Schématiquement l’Arabie Saoudite poursuit 3 buts. Le premier, c’est bien sûr de préserver son territoire des visées agressives et du terrorisme. Elle a beau avoir rétabli les relations avec l’Iran, elle ne baissera pas la garde.
Le deuxième objectif qui est tout aussi primordial, c’est la réussite de son plan- extrêmement ambitieux- de développement économique, et d’assurer sa transition écologique tout en poursuivant la modernisation de sa vie politique.
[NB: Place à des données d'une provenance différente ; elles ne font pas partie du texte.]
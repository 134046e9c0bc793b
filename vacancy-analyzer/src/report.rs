//! Plain-text rendering of the language stats

use crate::models::StatsTable;

const HEADER: [&str; 4] = [
    "Язык программирования",
    "Найдено вакансий",
    "Обработано вакансий",
    "Средняя зарплата",
];
/// Shown in place of an average when no salary could be estimated
const NO_DATA: &str = "-";

#[derive(Clone, Copy)]
enum Justify {
    Left,
    Right,
}

const JUSTIFY: [Justify; 4] = [Justify::Left, Justify::Left, Justify::Left, Justify::Right];

fn width(cell: &str) -> usize {
    cell.chars().count()
}

fn border(widths: &[usize], title: Option<&str>) -> String {
    let line = widths
        .iter()
        .map(|w| "-".repeat(w + 2))
        .collect::<Vec<_>>()
        .join("+");
    let line = format!("+{}+", line);
    match title {
        // the title replaces the start of the top border when it fits inside it
        Some(title) if width(title) + 2 <= width(&line) => {
            let rest = line.chars().skip(width(title) + 1).collect::<String>();
            format!("+{}{}", title, rest)
        }
        _ => line,
    }
}

fn row(cells: &[String], widths: &[usize]) -> String {
    let cells = cells
        .iter()
        .zip(widths)
        .zip(JUSTIFY)
        .map(|((cell, &w), justify)| match justify {
            Justify::Left => format!(" {:<w$} ", cell, w = w),
            Justify::Right => format!(" {:>w$} ", cell, w = w),
        })
        .collect::<Vec<_>>()
        .join("|");
    format!("|{}|", cells)
}

/// Render the stats as an ascii table with `title` set into its top border
pub fn format_table(stats: &StatsTable, title: &str) -> String {
    let header = HEADER.map(String::from).to_vec();
    let rows = stats
        .iter()
        .map(|stats| {
            vec![
                stats.language.clone(),
                stats.vacancies_found.to_string(),
                stats.vacancies_processed.to_string(),
                stats
                    .average_salary
                    .map(|average| average.to_string())
                    .unwrap_or_else(|| NO_DATA.to_owned()),
            ]
        })
        .collect::<Vec<_>>();

    let mut widths = header.iter().map(|cell| width(cell)).collect::<Vec<_>>();
    for cells in &rows {
        for (w, cell) in widths.iter_mut().zip(cells) {
            *w = (*w).max(width(cell));
        }
    }

    let separator = border(&widths, None);
    let mut lines = vec![border(&widths, Some(title)), row(&header, &widths), separator.clone()];
    lines.extend(rows.iter().map(|cells| row(cells, &widths)));
    lines.push(separator);
    lines.join("\n")
}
Pour autant elle vise à jouer un rôle mondial, elle en possède les atouts nécessaires mais elle a besoin de l’appui américain, de l’ambition chinoise et dans une moindre mesure de relations apaisées avec Israël.
Mais elle ne sacrifiera pas la cause palestinienne qui lui permet d’assurer sa prééminence et son rôle de leadership au sein du monde arabe.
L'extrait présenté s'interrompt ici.